Last month’s award of the Nobel Prize in Physics to a pair of scientists for the discovery of graphene, a miracle mesh of carbon only one atom thick, was a worthy recognition of its remarkable potential for accelerating the development of clean technology.

Literally thousands of researchers are now exploring its possible uses. As noted previously in NEXT100, “it is being studied for use in solar cells, lithium batteries and ultracapacitors (energy storage devices), high-speed semiconductors, light amplifiers, jet fuels and a host of other applications.”

Just two weeks after the award, a team of physicists at the University of California at Riverside announced important results that could lead to the use of graphene’s special properties to make computers that “store and process vast amounts of information while using less energy, generating less heat and performing much faster than conventional computers in use today.”

Now graphene is being touted for an altogether different application, far removed from the world of energy and electronics. Turns out that thin sheets of graphene might hold the key to the holy grail of genetic science: reading the human genome for under $1,000.

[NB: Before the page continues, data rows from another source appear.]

// ABOUTME: RuntimeClient trait: the engine operations the pipeline core needs.
// ABOUTME: Build, create, start, wait, logs, stop, remove, inspect.

use async_trait::async_trait;
use std::path::PathBuf;
use std::time::Duration;

use crate::types::{ContainerHandle, ImageHandle};

use super::RuntimeError;

/// A directory to be tarred and streamed to the engine as an image build
/// context, plus the Dockerfile to use within it.
#[derive(Debug, Clone)]
pub struct BuildContext {
    pub dir: PathBuf,
    pub dockerfile: String,
}

impl BuildContext {
    /// Context for the deployable project image.
    pub fn project(dir: impl Into<PathBuf>) -> Self {
        Self {
            dir: dir.into(),
            dockerfile: "Dockerfile".to_string(),
        }
    }

    /// Context for the throwaway test image.
    pub fn test(dir: impl Into<PathBuf>) -> Self {
        Self {
            dir: dir.into(),
            dockerfile: "Dockerfile.test".to_string(),
        }
    }
}

/// Lifecycle state reported by `inspect`.
#[derive(Debug, Clone, Copy, PartialEq, Eq)]
pub enum ContainerState {
    Created,
    Running,
    Paused,
    Restarting,
    Removing,
    Exited,
    Dead,
}

/// What `inspect` reports about an existing container.
#[derive(Debug, Clone)]
pub struct ContainerDescriptor {
    pub handle: ContainerHandle,
    pub name: String,
    pub state: ContainerState,
}

/// Engine operations used by the pipeline core.
///
/// Implementations must be safe for concurrent use by multiple runs; the
/// adapter is the only process-wide shared engine state. All operations
/// fail with [`RuntimeError`] and are not retried here.
#[async_trait]
pub trait RuntimeClient: Send + Sync {
    /// Build an image from the given context, returning the handle and
    /// the collected build log text.
    async fn build_image(
        &self,
        tag: &str,
        context: &BuildContext,
    ) -> Result<(ImageHandle, String), RuntimeError>;

    /// Remove an image by tag. Absence of the image is not an error.
    async fn remove_image(&self, tag: &str) -> Result<(), RuntimeError>;

    /// Create a container from an image reference, with the given name.
    async fn create_container(
        &self,
        image_ref: &str,
        name: &str,
    ) -> Result<ContainerHandle, RuntimeError>;

    /// Start a created container.
    async fn start_container(&self, handle: &ContainerHandle) -> Result<(), RuntimeError>;

    /// Block until the container terminates, returning its exit code.
    /// No internal timeout; cancellation is the caller's policy.
    async fn wait_for_exit(&self, handle: &ContainerHandle) -> Result<i64, RuntimeError>;

    /// Collected stdout+stderr of a container.
    async fn fetch_logs(&self, handle: &ContainerHandle) -> Result<String, RuntimeError>;

    /// Stop a running container. Already-stopped or absent is not an error.
    async fn stop_container(
        &self,
        handle: &ContainerHandle,
        timeout: Duration,
    ) -> Result<(), RuntimeError>;

    /// Remove a container. Absence is not an error.
    async fn remove_container(&self, handle: &ContainerHandle) -> Result<(), RuntimeError>;

    /// Look up a container by name. `None` when the engine knows no such
    /// container.
    async fn inspect(&self, name: &str) -> Result<Option<ContainerDescriptor>, RuntimeError>;
}
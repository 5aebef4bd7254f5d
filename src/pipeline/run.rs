// ABOUTME: Result records for stages and whole pipeline runs.
// ABOUTME: A PipelineRun is constructed sealed; it cannot be mutated after.

use crate::config::StageKind;
use crate::types::{ProjectIdentity, VerifiedEvent};

/// Verdict of a stage or a whole run.
#[derive(Debug, Clone, Copy, PartialEq, Eq)]
pub enum Outcome {
    Success,
    Failure,
}

/// What a single stage produced.
#[derive(Debug, Clone)]
pub struct StageResult {
    pub stage: StageKind,
    pub output: String,
    pub duration_ms: u64,
    pub outcome: Outcome,
    pub error_detail: Option<String>,
    /// Best-effort cleanup failures. These never overturn the primary
    /// outcome; they are surfaced in the report instead.
    pub warnings: Vec<String>,
}

impl StageResult {
    pub fn is_success(&self) -> bool {
        self.outcome == Outcome::Success
    }
}

/// A sealed record of one pipeline run.
///
/// The orchestrator accumulates stage results privately and constructs
/// this once, at finalization, so the "no mutation after the verdict is
/// set" invariant holds by construction: every field is read-only from
/// the moment the value exists.
#[derive(Debug)]
pub struct PipelineRun {
    event: VerifiedEvent,
    identity: ProjectIdentity,
    results: Vec<StageResult>,
    verdict: Outcome,
    total_duration_ms: u64,
}

impl PipelineRun {
    /// Seal a finished run. The verdict is Success only when every
    /// configured stage ran and succeeded.
    pub(crate) fn seal(
        event: VerifiedEvent,
        identity: ProjectIdentity,
        results: Vec<StageResult>,
        configured_stages: usize,
        total_duration_ms: u64,
    ) -> Self {
        debug_assert!(results.len() <= configured_stages);

        let verdict = if results.len() == configured_stages
            && results.iter().all(StageResult::is_success)
        {
            Outcome::Success
        } else {
            Outcome::Failure
        };

        Self {
            event,
            identity,
            results,
            verdict,
            total_duration_ms,
        }
    }

    pub fn event(&self) -> &VerifiedEvent {
        &self.event
    }

    pub fn identity(&self) -> &ProjectIdentity {
        &self.identity
    }

    pub fn results(&self) -> &[StageResult] {
        &self.results
    }

    pub fn verdict(&self) -> Outcome {
        self.verdict
    }

    pub fn total_duration_ms(&self) -> u64 {
        self.total_duration_ms
    }

    /// The stage that sank the run, if any.
    pub fn failed_stage(&self) -> Option<&StageResult> {
        self.results.iter().find(|r| !r.is_success())
    }
}

#[cfg(test)]
mod tests {
    use super::*;

    fn event() -> VerifiedEvent {
        VerifiedEvent {
            owner_name: "acme".into(),
            repo_name: "api".into(),
            full_name: "acme/api".into(),
            commit_id: "abc123".into(),
            git_ref: "refs/heads/main".into(),
            raw_payload: String::new(),
        }
    }

    fn result(stage: StageKind, outcome: Outcome) -> StageResult {
        StageResult {
            stage,
            output: String::new(),
            duration_ms: 1,
            outcome,
            error_detail: None,
            warnings: Vec::new(),
        }
    }

    #[test]
    fn all_stages_succeeding_seals_success() {
        let run = PipelineRun::seal(
            event(),
            ProjectIdentity::new("acme", "api").unwrap(),
            vec![
                result(StageKind::Build, Outcome::Success),
                result(StageKind::Deploy, Outcome::Success),
            ],
            2,
            10,
        );
        assert_eq!(run.verdict(), Outcome::Success);
        assert!(run.failed_stage().is_none());
    }

    #[test]
    fn truncated_run_seals_failure() {
        // Two stages configured, only one recorded: the run stopped early.
        let run = PipelineRun::seal(
            event(),
            ProjectIdentity::new("acme", "api").unwrap(),
            vec![result(StageKind::Build, Outcome::Failure)],
            2,
            10,
        );
        assert_eq!(run.verdict(), Outcome::Failure);
        assert_eq!(run.failed_stage().unwrap().stage, StageKind::Build);
    }
}
// ABOUTME: Phantom-typed handles for engine-side resources.
// ABOUTME: Prevents accidental swapping of container and image identifiers.

use std::hash::{Hash, Hasher};
use std::marker::PhantomData;

/// Marker types for phantom type parameters.
/// Using empty enums prevents instantiation and requires no trait bounds.
pub enum ContainerMarker {}
pub enum ImageMarker {}

/// An opaque identifier returned by the container engine.
///
/// The pipeline core never interprets the inner value, only threads it
/// between runtime operations. The phantom parameter ensures a container
/// handle can't be passed where an image handle is expected.
#[must_use = "handles reference engine resources and should not be ignored"]
pub struct Handle<T> {
    value: String,
    _marker: PhantomData<T>,
}

impl<T> Handle<T> {
    pub fn new(value: impl Into<String>) -> Self {
        Self {
            value: value.into(),
            _marker: PhantomData,
        }
    }

    pub fn as_str(&self) -> &str {
        &self.value
    }

    pub fn into_inner(self) -> String {
        self.value
    }
}

// Manual trait implementations that don't require T to implement the trait.
// This is necessary because T is only used as a phantom type marker.

impl<T> std::fmt::Debug for Handle<T> {
    fn fmt(&self, f: &mut std::fmt::Formatter<'_>) -> std::fmt::Result {
        f.debug_struct("Handle").field("value", &self.value).finish()
    }
}

impl<T> Clone for Handle<T> {
    fn clone(&self) -> Self {
        Self {
            value: self.value.clone(),
            _marker: PhantomData,
        }
    }
}

impl<T> PartialEq for Handle<T> {
    fn eq(&self, other: &Self) -> bool {
        self.value == other.value
    }
}

impl<T> Eq for Handle<T> {}

impl<T> Hash for Handle<T> {
    fn hash<H: Hasher>(&self, state: &mut H) {
        self.value.hash(state);
    }
}

impl<T> std::fmt::Display for Handle<T> {
    fn fmt(&self, f: &mut std::fmt::Formatter<'_>) -> std::fmt::Result {
        write!(f, "{}", self.value)
    }
}

pub type ContainerHandle = Handle<ContainerMarker>;
pub type ImageHandle = Handle<ImageMarker>;
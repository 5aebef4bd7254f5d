// ABOUTME: Application-wide error types for slipway.
// ABOUTME: Uses thiserror for ergonomic error handling.

use std::path::PathBuf;
use thiserror::Error;

use crate::runtime::RuntimeError;

#[derive(Debug, Error)]
pub enum Error {
    #[error("configuration file not found: {}", .0.display())]
    ConfigNotFound(PathBuf),

    #[error("invalid configuration: {0}")]
    InvalidConfig(String),

    #[error("I/O error: {0}")]
    Io(#[from] std::io::Error),

    #[error("YAML parse error: {0}")]
    Yaml(#[from] serde_yaml::Error),

    #[error(transparent)]
    Runtime(#[from] RuntimeError),
}

pub type Result<T> = std::result::Result<T, Error>;
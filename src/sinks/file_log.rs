// ABOUTME: Filesystem LogSink writing one report file per commit.
// ABOUTME: Layout: <logs_dir>/<identity>/<commit_id>.log

use async_trait::async_trait;
use std::path::PathBuf;

use crate::types::ProjectIdentity;

use super::{LogSink, SinkError};

/// Persists run reports under a per-project directory.
pub struct FileLogSink {
    logs_dir: PathBuf,
}

impl FileLogSink {
    pub fn new(logs_dir: impl Into<PathBuf>) -> Self {
        Self {
            logs_dir: logs_dir.into(),
        }
    }

    fn report_path(&self, identity: &ProjectIdentity, commit_id: &str) -> PathBuf {
        self.logs_dir
            .join(identity.as_str())
            .join(format!("{}.log", commit_id))
    }
}

#[async_trait]
impl LogSink for FileLogSink {
    async fn persist(
        &self,
        identity: &ProjectIdentity,
        commit_id: &str,
        report: &str,
    ) -> Result<(), SinkError> {
        let path = self.report_path(identity, commit_id);
        let dir = self.logs_dir.join(identity.as_str());

        tokio::fs::create_dir_all(&dir)
            .await
            .map_err(|e| SinkError::Persist(format!("{}: {}", dir.display(), e)))?;
        tokio::fs::write(&path, report)
            .await
            .map_err(|e| SinkError::Persist(format!("{}: {}", path.display(), e)))?;

        tracing::debug!("Report persisted to {}", path.display());
        Ok(())
    }
}
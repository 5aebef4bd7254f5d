// ABOUTME: Pipeline core: stage execution, deploy swap, orchestration, escalation.
// ABOUTME: Turns a verified event into an ordered sequence of engine operations.

mod error;
mod escalate;
mod locks;
mod orchestrator;
mod run;
mod stage;
mod swap;

pub use error::StageError;
pub use escalate::{FailureEscalator, format_report};
pub use locks::LockTable;
pub use orchestrator::PipelineOrchestrator;
pub use run::{Outcome, PipelineRun, StageResult};
pub use stage::StageExecutor;
pub use swap::DeploySwapCoordinator;
// ABOUTME: Verified push event handed to the pipeline core by the gateway.
// ABOUTME: Immutable once constructed; parsed from the raw webhook payload.

use serde::Deserialize;
use thiserror::Error;

#[derive(Debug, Error)]
pub enum EventError {
    #[error("malformed push payload: {0}")]
    Malformed(#[from] serde_json::Error),

    #[error("push payload missing field: {0}")]
    MissingField(&'static str),
}

/// A push notification that has already passed the signature gate.
///
/// Constructed by the gateway, consumed read-only by the core. The raw
/// payload is retained for the run report only.
#[derive(Debug, Clone)]
pub struct VerifiedEvent {
    pub owner_name: String,
    pub repo_name: String,
    pub full_name: String,
    pub commit_id: String,
    pub git_ref: String,
    pub raw_payload: String,
}

// Wire shape of the fields we extract from a push payload.
#[derive(Deserialize)]
struct PushPayload {
    repository: Repository,
    after: Option<String>,
    #[serde(rename = "ref")]
    git_ref: Option<String>,
}

#[derive(Deserialize)]
struct Repository {
    name: String,
    full_name: String,
    owner: Owner,
}

#[derive(Deserialize)]
struct Owner {
    // Push payloads carry `name`; other event families only `login`.
    name: Option<String>,
    login: Option<String>,
}

impl VerifiedEvent {
    /// Parse a raw push payload body into an event.
    ///
    /// Only called after signature verification has accepted the body.
    pub fn from_push_payload(body: &[u8]) -> Result<Self, EventError> {
        let payload: PushPayload = serde_json::from_slice(body)?;

        let owner_name = payload
            .repository
            .owner
            .name
            .or(payload.repository.owner.login)
            .ok_or(EventError::MissingField("repository.owner.name"))?;

        let commit_id = payload.after.ok_or(EventError::MissingField("after"))?;
        let git_ref = payload.git_ref.ok_or(EventError::MissingField("ref"))?;

        Ok(Self {
            owner_name,
            repo_name: payload.repository.name,
            full_name: payload.repository.full_name,
            commit_id,
            git_ref,
            raw_payload: String::from_utf8_lossy(body).into_owned(),
        })
    }

    /// Short commit id for log lines and report headers. Falls back to
    /// the full id when byte 7 is not a char boundary.
    pub fn short_commit(&self) -> &str {
        self.commit_id.get(..7).unwrap_or(&self.commit_id)
    }
}
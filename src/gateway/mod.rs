// ABOUTME: HTTP listener receiving push webhooks and dispatching pipeline runs.
// ABOUTME: Verifies signatures, resolves per-project config, spawns one task per event.

mod signature;

use bytes::Bytes;
use http_body_util::{BodyExt, Full};
use hyper::body::Incoming;
use hyper::service::service_fn;
use hyper::{Method, Request, Response, StatusCode};
use hyper_util::rt::TokioIo;
use std::convert::Infallible;
use std::sync::Arc;
use tokio::net::TcpListener;

pub use signature::{sign, verify_signature};

use crate::config::{AppConfig, PipelineConfig};
use crate::pipeline::{FailureEscalator, PipelineOrchestrator};
use crate::types::{ProjectIdentity, VerifiedEvent};

const SIGNATURE_HEADER: &str = "x-hub-signature-256";

/// The webhook entrypoint.
///
/// Each accepted event is verified, resolved to a pipeline
/// configuration, and handed to the orchestrator on its own task; the
/// HTTP response returns as soon as the run is dispatched. A failing run
/// never takes the listener down with it.
pub struct Gateway {
    config: Arc<AppConfig>,
    orchestrator: Arc<PipelineOrchestrator>,
    escalator: Arc<FailureEscalator>,
}

fn text_response(status: StatusCode, body: &str) -> Response<Full<Bytes>> {
    Response::builder()
        .status(status)
        .header("content-type", "text/plain; charset=utf-8")
        .body(Full::new(Bytes::from(body.to_string())))
        .expect("static response parts are valid")
}

impl Gateway {
    pub fn new(
        config: Arc<AppConfig>,
        orchestrator: Arc<PipelineOrchestrator>,
        escalator: Arc<FailureEscalator>,
    ) -> Self {
        Self {
            config,
            orchestrator,
            escalator,
        }
    }

    /// Accept connections forever, one http1 connection task each.
    pub async fn serve(self: Arc<Self>, listener: TcpListener) -> std::io::Result<()> {
        tracing::info!(
            "Listening for webhooks on {}",
            listener.local_addr()?
        );

        loop {
            let (stream, peer) = listener.accept().await?;
            let gateway = self.clone();

            tokio::spawn(async move {
                let io = TokioIo::new(stream);
                let service = service_fn(move |req| {
                    let gateway = gateway.clone();
                    async move { Ok::<_, Infallible>(gateway.handle(req).await) }
                });

                if let Err(e) = hyper::server::conn::http1::Builder::new()
                    .serve_connection(io, service)
                    .await
                {
                    tracing::debug!("Connection from {} ended with error: {}", peer, e);
                }
            });
        }
    }

    async fn handle(&self, req: Request<Incoming>) -> Response<Full<Bytes>> {
        match (req.method(), req.uri().path()) {
            (&Method::POST, "/webhook") => self.receive(req, false).await,
            (&Method::POST, "/webhook/compose") => self.receive(req, true).await,
            (&Method::GET, "/healthz") => text_response(StatusCode::OK, "ok\n"),
            _ => text_response(StatusCode::NOT_FOUND, "not found\n"),
        }
    }

    /// Verify, resolve, dispatch. `compose` forces the compose pipeline
    /// regardless of the project's configured stages.
    async fn receive(&self, req: Request<Incoming>, compose: bool) -> Response<Full<Bytes>> {
        let header = req
            .headers()
            .get(SIGNATURE_HEADER)
            .and_then(|v| v.to_str().ok())
            .map(str::to_owned);

        let body = match req.into_body().collect().await {
            Ok(collected) => collected.to_bytes(),
            Err(e) => {
                return text_response(
                    StatusCode::BAD_REQUEST,
                    &format!("could not read body: {}\n", e),
                );
            }
        };

        let Some(ref secret) = self.config.webhook_secret else {
            tracing::error!("Webhook received but no secret is configured, rejecting");
            return text_response(StatusCode::FORBIDDEN, "signature verification unavailable\n");
        };

        let verified = header
            .as_deref()
            .is_some_and(|h| verify_signature(secret, &body, h));
        if !verified {
            tracing::warn!("Rejected webhook with missing or invalid signature");
            return text_response(StatusCode::FORBIDDEN, "invalid signature\n");
        }

        let event = match VerifiedEvent::from_push_payload(&body) {
            Ok(event) => event,
            Err(e) => return text_response(StatusCode::BAD_REQUEST, &format!("{}\n", e)),
        };

        // Reject events whose owner/repo cannot form a container name
        // before committing a task to them.
        if let Err(e) = ProjectIdentity::from_event(&event) {
            return text_response(StatusCode::BAD_REQUEST, &format!("{}\n", e));
        }

        let project_dir = self.config.project_dir(&event.full_name);
        let pipeline = match PipelineConfig::discover(&project_dir) {
            Ok(pipeline) => pipeline,
            Err(e) => {
                tracing::warn!("No pipeline for {}: {}", event.full_name, e);
                return text_response(StatusCode::UNPROCESSABLE_ENTITY, &format!("{}\n", e));
            }
        };
        let pipeline = if compose {
            pipeline.compose_only()
        } else {
            pipeline
        };

        let orchestrator = self.orchestrator.clone();
        let escalator = self.escalator.clone();
        let full_name = event.full_name.clone();

        tokio::spawn(async move {
            match orchestrator.run(event, pipeline).await {
                Ok(run) => {
                    escalator.finalize(&run).await;
                }
                // Unreachable: identity was validated before dispatch.
                Err(e) => tracing::error!("Run for {} never started: {}", full_name, e),
            }
        });

        text_response(StatusCode::ACCEPTED, "dispatched\n")
    }
}
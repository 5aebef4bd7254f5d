// ABOUTME: Canonical per-project naming key derived from a push event.
// ABOUTME: Used as container name, image tag, and serialization lock key.

use std::fmt;
use thiserror::Error;

use super::VerifiedEvent;

#[derive(Debug, Error)]
pub enum IdentityError {
    #[error("owner name cannot be empty")]
    EmptyOwner,

    #[error("repository name cannot be empty")]
    EmptyRepo,

    #[error("identity exceeds maximum length of 63 characters")]
    TooLong,

    #[error("invalid character in identity: '{0}'")]
    InvalidChar(char),
}

/// Canonical project key in the form `lower(owner)-lower(repo)`.
///
/// Derivation is a pure function of the event: two events differing only
/// in the case of owner or repository name yield the same identity. The
/// value doubles as the engine-side container name and image tag, so it
/// is restricted to characters both accept.
#[derive(Debug, Clone, PartialEq, Eq, Hash)]
pub struct ProjectIdentity(String);

impl ProjectIdentity {
    /// Derive the identity from a verified event. No I/O.
    pub fn from_event(event: &VerifiedEvent) -> Result<Self, IdentityError> {
        Self::new(&event.owner_name, &event.repo_name)
    }

    pub fn new(owner: &str, repo: &str) -> Result<Self, IdentityError> {
        if owner.trim().is_empty() {
            return Err(IdentityError::EmptyOwner);
        }
        if repo.trim().is_empty() {
            return Err(IdentityError::EmptyRepo);
        }

        let value = format!("{}-{}", owner.to_lowercase(), repo.to_lowercase());

        if value.len() > 63 {
            return Err(IdentityError::TooLong);
        }

        for c in value.chars() {
            if !c.is_ascii_lowercase() && !c.is_ascii_digit() && c != '-' && c != '_' && c != '.' {
                return Err(IdentityError::InvalidChar(c));
            }
        }

        Ok(Self(value))
    }

    pub fn as_str(&self) -> &str {
        &self.0
    }

    /// Image tag for the throwaway test-stage image.
    ///
    /// Kept distinct from the deployable tag so a test build can never be
    /// picked up by a deploy swap.
    pub fn test_tag(&self) -> String {
        format!("{}-test", self.0)
    }
}

impl fmt::Display for ProjectIdentity {
    fn fmt(&self, f: &mut fmt::Formatter<'_>) -> fmt::Result {
        write!(f, "{}", self.0)
    }
}
// ABOUTME: Per-identity serialization locks for deploy swaps and image rebuilds.
// ABOUTME: Lazily created, retained for process lifetime.

use parking_lot::Mutex;
use std::collections::HashMap;
use std::sync::Arc;
use tokio::sync::OwnedMutexGuard;

use crate::types::ProjectIdentity;

/// Process-wide table of per-identity locks.
///
/// Deploy swaps and the Build stage's remove+rebuild both hold the
/// identity's lock, so an image is never rebuilt while a container from
/// it is mid-swap. Different identities never contend. Entries are
/// created on first use and kept for the life of the process.
#[derive(Default)]
pub struct LockTable {
    inner: Mutex<HashMap<ProjectIdentity, Arc<tokio::sync::Mutex<()>>>>,
}

impl LockTable {
    pub fn new() -> Self {
        Self::default()
    }

    fn entry(&self, identity: &ProjectIdentity) -> Arc<tokio::sync::Mutex<()>> {
        self.inner
            .lock()
            .entry(identity.clone())
            .or_default()
            .clone()
    }

    /// Wait for and hold the identity's lock. The guard releases on drop.
    pub async fn acquire(&self, identity: &ProjectIdentity) -> OwnedMutexGuard<()> {
        self.entry(identity).lock_owned().await
    }
}
// ABOUTME: Validated domain types shared across the pipeline core.
// ABOUTME: Uses phantom types to prevent handle confusion at compile time.

mod event;
mod handle;
mod identity;

pub use event::{EventError, VerifiedEvent};
pub use handle::{ContainerHandle, ImageHandle};
pub use identity::{IdentityError, ProjectIdentity};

The trick is to find a way to thread a three-foot-long DNA molecule through a “nanopore,” a tiny hole one thousand times smaller than a human hair. Then, by applying an electrical current across the DNA molecule, its unique chemical structure can be determined by the fluctuations in voltage as each different base passes through the hole.

Until now, researchers have had to chop DNA into small pieces, read the sequences with multiple machines, and then combine the results using a computer algorithm, all of which introduce possible errors.

“Current DNA sequencing methods are too slow and expensive for it to be realistic to sequence people’s genomes to tailor medical treatments for each individual,” said Massimiliano Di Ventra, an associate professor of physics at UC San Diego. “The practical implementation of our approach could make the dream of personalizing medicine according to a person’s unique genetic makeup a reality.”



Progress to that end, using nanopores in graphene membranes, was reported this year by researchers at Delft University of Technology, Harvard and MIT, and the University of Pennsylvania. The team at Penn used electron beams to punch tiny holes in graphene just big enough to pass a DNA molecule.



Who knows, the first one to the finish line might just win a Nobel Prize in biology or medicine. All this thanks to a material discovered only six years ago.